> **Given data**:
◇ ◇ ◇ ◇ ◇
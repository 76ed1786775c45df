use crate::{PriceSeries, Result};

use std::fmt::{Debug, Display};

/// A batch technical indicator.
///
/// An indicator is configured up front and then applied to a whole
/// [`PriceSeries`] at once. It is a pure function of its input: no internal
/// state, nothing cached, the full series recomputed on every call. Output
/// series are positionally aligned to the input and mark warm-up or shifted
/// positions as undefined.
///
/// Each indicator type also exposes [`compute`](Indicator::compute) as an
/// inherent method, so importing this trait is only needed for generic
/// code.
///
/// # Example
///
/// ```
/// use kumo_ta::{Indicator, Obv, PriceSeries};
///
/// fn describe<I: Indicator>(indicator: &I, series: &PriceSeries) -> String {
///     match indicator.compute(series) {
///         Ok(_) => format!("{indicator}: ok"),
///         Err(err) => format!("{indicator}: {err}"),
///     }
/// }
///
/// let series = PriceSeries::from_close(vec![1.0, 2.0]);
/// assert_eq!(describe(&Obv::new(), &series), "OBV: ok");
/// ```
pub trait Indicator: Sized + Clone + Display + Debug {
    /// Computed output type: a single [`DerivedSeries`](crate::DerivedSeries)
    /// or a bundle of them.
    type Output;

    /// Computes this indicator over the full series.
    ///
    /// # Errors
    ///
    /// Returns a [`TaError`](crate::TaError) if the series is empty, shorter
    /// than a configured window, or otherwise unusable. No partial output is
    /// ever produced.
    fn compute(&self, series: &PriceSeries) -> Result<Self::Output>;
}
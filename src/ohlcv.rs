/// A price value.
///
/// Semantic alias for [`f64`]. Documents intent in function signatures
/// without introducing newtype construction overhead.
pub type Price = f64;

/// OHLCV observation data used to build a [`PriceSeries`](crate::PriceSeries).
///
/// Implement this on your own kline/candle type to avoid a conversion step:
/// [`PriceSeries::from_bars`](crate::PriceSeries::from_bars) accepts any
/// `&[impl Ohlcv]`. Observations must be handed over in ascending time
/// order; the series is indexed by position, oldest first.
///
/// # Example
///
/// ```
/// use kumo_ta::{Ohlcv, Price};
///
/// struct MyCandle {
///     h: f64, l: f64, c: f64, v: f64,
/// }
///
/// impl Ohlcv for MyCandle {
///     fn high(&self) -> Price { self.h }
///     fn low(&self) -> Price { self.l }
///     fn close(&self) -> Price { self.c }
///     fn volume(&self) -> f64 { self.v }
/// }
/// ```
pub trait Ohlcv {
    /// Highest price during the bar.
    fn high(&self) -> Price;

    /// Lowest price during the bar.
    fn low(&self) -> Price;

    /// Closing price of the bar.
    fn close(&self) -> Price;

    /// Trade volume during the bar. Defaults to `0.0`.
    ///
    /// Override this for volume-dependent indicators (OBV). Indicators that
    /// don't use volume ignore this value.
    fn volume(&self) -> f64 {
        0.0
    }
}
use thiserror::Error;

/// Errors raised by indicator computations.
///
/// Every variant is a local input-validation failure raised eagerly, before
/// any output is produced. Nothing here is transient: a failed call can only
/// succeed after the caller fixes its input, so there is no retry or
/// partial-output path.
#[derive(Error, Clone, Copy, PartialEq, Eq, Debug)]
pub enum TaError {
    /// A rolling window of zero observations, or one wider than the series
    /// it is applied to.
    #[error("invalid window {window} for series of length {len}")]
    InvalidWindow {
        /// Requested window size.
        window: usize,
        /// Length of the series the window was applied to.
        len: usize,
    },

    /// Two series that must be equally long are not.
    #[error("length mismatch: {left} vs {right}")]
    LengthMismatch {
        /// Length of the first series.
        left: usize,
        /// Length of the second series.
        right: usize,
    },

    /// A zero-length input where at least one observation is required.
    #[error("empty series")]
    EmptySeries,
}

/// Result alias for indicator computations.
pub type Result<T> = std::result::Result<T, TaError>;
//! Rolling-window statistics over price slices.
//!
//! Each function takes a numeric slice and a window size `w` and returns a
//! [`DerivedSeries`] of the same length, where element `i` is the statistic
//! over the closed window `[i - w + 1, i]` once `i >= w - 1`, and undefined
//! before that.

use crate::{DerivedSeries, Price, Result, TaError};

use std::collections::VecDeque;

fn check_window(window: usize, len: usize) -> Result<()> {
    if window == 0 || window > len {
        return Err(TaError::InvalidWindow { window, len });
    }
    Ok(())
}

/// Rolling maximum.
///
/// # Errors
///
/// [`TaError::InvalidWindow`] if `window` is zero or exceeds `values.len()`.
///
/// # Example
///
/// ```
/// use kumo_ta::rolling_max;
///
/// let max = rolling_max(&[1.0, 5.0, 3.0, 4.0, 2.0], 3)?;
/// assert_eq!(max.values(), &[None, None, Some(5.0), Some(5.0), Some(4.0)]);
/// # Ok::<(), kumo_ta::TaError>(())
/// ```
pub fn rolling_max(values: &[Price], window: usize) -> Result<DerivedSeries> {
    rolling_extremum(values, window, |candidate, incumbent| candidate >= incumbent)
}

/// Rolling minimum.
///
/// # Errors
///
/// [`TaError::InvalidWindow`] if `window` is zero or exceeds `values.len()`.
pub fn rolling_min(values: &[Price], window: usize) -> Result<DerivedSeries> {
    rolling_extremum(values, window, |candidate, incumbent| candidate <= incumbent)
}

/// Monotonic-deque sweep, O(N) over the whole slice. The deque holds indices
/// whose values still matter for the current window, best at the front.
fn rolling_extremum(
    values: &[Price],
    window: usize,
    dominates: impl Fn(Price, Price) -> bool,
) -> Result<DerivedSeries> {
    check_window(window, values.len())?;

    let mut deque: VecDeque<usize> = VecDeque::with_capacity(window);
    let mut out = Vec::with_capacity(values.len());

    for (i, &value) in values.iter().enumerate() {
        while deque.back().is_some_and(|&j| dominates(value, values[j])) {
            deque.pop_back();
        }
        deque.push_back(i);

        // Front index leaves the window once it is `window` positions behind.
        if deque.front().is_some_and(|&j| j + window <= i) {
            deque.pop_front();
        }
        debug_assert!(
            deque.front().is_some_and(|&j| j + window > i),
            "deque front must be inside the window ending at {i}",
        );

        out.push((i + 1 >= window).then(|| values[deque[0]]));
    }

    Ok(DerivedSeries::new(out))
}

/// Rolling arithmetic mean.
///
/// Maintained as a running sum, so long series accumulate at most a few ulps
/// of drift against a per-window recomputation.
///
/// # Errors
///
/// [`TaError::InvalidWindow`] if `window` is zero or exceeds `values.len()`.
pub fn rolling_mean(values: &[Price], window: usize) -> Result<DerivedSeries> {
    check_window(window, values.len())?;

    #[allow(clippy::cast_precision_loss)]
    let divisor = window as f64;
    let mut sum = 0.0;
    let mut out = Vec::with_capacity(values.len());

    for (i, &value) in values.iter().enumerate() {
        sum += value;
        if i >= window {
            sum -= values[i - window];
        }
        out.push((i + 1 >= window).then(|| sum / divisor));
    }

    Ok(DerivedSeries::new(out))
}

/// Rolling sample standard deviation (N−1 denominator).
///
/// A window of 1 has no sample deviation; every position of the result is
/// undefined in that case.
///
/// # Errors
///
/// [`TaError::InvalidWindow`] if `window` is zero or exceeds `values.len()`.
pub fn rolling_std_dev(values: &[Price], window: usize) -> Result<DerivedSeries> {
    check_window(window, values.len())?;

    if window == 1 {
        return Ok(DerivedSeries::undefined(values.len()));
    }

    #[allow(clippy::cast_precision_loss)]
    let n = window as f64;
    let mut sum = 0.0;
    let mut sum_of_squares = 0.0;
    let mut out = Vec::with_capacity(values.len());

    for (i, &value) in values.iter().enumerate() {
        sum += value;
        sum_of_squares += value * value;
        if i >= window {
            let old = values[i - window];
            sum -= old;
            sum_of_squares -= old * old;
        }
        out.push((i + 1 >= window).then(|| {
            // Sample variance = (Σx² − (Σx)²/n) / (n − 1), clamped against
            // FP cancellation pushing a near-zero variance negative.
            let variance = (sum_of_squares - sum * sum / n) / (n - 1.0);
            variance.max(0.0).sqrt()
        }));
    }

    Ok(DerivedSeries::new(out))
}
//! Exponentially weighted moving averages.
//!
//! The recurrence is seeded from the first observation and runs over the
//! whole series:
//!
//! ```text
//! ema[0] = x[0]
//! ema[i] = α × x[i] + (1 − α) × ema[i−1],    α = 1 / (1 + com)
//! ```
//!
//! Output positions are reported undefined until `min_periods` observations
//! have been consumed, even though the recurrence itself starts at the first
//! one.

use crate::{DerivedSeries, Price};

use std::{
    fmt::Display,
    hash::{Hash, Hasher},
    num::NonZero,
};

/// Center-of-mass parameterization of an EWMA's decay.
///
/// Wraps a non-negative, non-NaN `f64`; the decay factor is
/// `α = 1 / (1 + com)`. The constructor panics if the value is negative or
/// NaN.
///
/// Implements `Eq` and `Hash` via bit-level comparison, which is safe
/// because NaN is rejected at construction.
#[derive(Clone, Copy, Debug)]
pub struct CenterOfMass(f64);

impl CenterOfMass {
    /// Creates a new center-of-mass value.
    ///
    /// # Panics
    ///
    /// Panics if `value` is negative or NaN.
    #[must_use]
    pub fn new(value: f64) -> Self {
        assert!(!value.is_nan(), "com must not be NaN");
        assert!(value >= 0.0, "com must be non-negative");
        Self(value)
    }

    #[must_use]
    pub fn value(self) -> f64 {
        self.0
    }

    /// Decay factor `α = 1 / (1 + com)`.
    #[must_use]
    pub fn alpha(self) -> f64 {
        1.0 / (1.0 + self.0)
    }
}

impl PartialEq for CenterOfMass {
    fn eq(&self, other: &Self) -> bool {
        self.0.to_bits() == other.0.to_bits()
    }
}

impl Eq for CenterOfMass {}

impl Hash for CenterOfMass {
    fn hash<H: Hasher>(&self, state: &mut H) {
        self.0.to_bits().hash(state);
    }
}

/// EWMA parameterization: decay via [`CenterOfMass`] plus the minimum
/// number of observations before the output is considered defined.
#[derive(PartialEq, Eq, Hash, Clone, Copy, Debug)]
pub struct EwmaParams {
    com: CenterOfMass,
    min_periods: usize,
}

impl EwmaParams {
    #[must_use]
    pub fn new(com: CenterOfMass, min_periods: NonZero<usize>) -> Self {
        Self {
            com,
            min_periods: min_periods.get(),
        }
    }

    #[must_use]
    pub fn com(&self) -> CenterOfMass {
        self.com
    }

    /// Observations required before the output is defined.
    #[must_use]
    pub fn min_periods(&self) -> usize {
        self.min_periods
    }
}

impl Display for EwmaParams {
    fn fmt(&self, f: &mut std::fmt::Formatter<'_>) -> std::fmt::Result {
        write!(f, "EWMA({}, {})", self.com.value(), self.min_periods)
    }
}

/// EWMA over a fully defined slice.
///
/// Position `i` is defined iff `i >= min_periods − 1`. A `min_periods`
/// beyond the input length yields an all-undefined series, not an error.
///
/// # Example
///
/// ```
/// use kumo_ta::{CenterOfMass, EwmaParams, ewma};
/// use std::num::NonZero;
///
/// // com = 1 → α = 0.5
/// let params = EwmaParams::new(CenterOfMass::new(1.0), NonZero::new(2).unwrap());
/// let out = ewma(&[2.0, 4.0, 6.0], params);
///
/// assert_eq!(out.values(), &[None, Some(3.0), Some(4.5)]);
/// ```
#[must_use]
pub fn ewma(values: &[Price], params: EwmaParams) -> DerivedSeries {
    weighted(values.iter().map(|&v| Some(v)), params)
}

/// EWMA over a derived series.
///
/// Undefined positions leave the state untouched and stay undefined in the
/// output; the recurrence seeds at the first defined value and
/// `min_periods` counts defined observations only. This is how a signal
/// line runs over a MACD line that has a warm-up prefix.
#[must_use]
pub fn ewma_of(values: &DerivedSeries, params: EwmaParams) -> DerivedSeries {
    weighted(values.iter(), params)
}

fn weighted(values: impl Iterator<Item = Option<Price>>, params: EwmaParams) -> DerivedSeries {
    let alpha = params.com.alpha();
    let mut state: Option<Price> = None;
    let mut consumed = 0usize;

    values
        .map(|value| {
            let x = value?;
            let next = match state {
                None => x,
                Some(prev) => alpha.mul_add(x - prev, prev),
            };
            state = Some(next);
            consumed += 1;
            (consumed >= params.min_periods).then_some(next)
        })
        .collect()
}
◇ ◇ ◇ ◇ ◇
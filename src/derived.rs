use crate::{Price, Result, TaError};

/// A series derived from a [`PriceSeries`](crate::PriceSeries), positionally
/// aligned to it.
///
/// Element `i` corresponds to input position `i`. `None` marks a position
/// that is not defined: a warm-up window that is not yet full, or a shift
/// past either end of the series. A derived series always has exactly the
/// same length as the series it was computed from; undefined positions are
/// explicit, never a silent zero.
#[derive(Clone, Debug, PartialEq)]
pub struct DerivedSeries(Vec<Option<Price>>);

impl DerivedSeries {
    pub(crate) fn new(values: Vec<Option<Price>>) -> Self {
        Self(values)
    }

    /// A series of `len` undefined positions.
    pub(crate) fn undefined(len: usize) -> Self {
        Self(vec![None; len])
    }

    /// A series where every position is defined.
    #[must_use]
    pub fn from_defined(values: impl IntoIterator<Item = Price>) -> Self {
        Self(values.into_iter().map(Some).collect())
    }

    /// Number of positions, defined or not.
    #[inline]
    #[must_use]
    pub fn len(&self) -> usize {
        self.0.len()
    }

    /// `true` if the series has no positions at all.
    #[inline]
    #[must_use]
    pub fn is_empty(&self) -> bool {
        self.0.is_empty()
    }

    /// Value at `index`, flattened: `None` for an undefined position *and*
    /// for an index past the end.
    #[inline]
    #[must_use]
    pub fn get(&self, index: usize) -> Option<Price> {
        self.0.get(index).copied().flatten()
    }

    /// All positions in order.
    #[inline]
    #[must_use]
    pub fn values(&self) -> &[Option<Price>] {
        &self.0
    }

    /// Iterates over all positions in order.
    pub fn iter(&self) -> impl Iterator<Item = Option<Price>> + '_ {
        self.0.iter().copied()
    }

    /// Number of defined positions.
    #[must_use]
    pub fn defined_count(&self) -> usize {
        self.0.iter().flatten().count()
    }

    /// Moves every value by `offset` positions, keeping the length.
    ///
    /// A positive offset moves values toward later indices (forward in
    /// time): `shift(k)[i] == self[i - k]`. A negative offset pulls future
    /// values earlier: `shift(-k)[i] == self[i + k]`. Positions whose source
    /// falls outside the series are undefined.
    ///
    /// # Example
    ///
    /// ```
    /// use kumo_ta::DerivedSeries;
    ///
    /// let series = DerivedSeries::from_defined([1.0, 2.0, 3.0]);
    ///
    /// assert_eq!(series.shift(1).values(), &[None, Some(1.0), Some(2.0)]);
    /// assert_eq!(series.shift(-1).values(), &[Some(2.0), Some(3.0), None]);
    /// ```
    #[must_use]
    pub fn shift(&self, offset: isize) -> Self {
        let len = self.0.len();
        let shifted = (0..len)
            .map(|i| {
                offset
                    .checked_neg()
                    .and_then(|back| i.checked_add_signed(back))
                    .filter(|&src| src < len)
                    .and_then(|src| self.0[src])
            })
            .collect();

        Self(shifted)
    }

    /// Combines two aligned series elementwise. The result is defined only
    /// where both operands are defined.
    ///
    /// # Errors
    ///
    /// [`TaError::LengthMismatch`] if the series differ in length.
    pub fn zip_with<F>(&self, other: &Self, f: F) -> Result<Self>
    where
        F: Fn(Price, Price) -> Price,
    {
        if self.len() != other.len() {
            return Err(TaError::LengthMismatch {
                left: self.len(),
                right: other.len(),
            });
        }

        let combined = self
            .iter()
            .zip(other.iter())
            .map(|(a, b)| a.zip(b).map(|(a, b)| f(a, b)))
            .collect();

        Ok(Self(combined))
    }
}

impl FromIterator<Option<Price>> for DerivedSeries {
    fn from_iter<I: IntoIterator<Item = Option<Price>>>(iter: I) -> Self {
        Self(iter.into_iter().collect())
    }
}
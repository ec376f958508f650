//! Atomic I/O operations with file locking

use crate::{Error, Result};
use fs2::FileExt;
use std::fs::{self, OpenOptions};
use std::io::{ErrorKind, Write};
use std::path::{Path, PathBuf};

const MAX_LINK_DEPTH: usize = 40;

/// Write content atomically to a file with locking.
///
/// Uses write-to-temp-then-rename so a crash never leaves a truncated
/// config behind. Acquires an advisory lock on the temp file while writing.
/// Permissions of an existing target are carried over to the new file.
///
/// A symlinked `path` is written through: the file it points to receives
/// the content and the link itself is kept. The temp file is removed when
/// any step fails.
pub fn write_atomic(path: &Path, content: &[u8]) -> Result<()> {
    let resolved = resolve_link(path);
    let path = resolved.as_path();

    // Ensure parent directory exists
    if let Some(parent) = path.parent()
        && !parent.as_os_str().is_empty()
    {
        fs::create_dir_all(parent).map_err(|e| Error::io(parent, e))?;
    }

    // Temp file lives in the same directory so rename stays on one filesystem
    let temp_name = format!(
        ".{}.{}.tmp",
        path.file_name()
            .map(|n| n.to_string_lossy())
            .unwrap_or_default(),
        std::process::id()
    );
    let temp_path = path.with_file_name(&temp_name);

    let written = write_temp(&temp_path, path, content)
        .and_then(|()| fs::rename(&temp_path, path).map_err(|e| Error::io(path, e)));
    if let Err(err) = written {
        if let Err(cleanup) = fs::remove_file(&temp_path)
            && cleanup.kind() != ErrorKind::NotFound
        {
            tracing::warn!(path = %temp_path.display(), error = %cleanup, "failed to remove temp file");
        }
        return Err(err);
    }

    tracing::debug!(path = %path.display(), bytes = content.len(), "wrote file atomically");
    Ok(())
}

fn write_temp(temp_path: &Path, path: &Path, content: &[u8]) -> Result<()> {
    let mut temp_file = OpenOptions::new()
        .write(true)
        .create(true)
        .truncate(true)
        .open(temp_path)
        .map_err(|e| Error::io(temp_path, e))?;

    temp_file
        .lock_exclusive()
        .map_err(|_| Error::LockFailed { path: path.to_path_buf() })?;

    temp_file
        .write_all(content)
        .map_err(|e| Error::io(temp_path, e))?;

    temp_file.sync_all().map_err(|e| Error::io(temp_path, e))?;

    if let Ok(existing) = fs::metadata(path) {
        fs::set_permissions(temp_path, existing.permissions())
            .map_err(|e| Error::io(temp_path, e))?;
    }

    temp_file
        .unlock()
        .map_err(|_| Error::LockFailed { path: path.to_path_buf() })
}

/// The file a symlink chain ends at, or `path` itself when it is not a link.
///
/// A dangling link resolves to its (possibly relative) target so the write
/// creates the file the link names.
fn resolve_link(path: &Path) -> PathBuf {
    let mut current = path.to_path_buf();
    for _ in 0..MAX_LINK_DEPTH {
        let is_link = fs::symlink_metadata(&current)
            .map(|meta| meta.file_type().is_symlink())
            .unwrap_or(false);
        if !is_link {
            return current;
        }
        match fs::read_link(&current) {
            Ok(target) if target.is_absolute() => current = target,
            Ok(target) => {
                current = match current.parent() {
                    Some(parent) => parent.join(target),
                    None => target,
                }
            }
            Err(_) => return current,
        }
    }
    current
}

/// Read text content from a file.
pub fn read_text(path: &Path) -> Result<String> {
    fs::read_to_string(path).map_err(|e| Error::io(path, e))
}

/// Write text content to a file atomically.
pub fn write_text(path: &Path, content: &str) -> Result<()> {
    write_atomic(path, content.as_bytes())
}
◇ ◇ ◇ ◇ ◇
> **Try it**: Starting at the line above that contains "let divisor = window as f64;", repeat each line exactly up to and including the line that contains "in that case.", and stop there.

> **Solution to this task**:
    let divisor = window as f64;
    let mut sum = 0.0;
    let mut out = Vec::with_capacity(values.len());

    for (i, &value) in values.iter().enumerate() {
        sum += value;
        if i >= window {
            sum -= values[i - window];
        }
        out.push((i + 1 >= window).then(|| sum / divisor));
    }

    Ok(DerivedSeries::new(out))
}

/// Rolling sample standard deviation (N−1 denominator).
///
/// A window of 1 has no sample deviation; every position of the result is
/// undefined in that case.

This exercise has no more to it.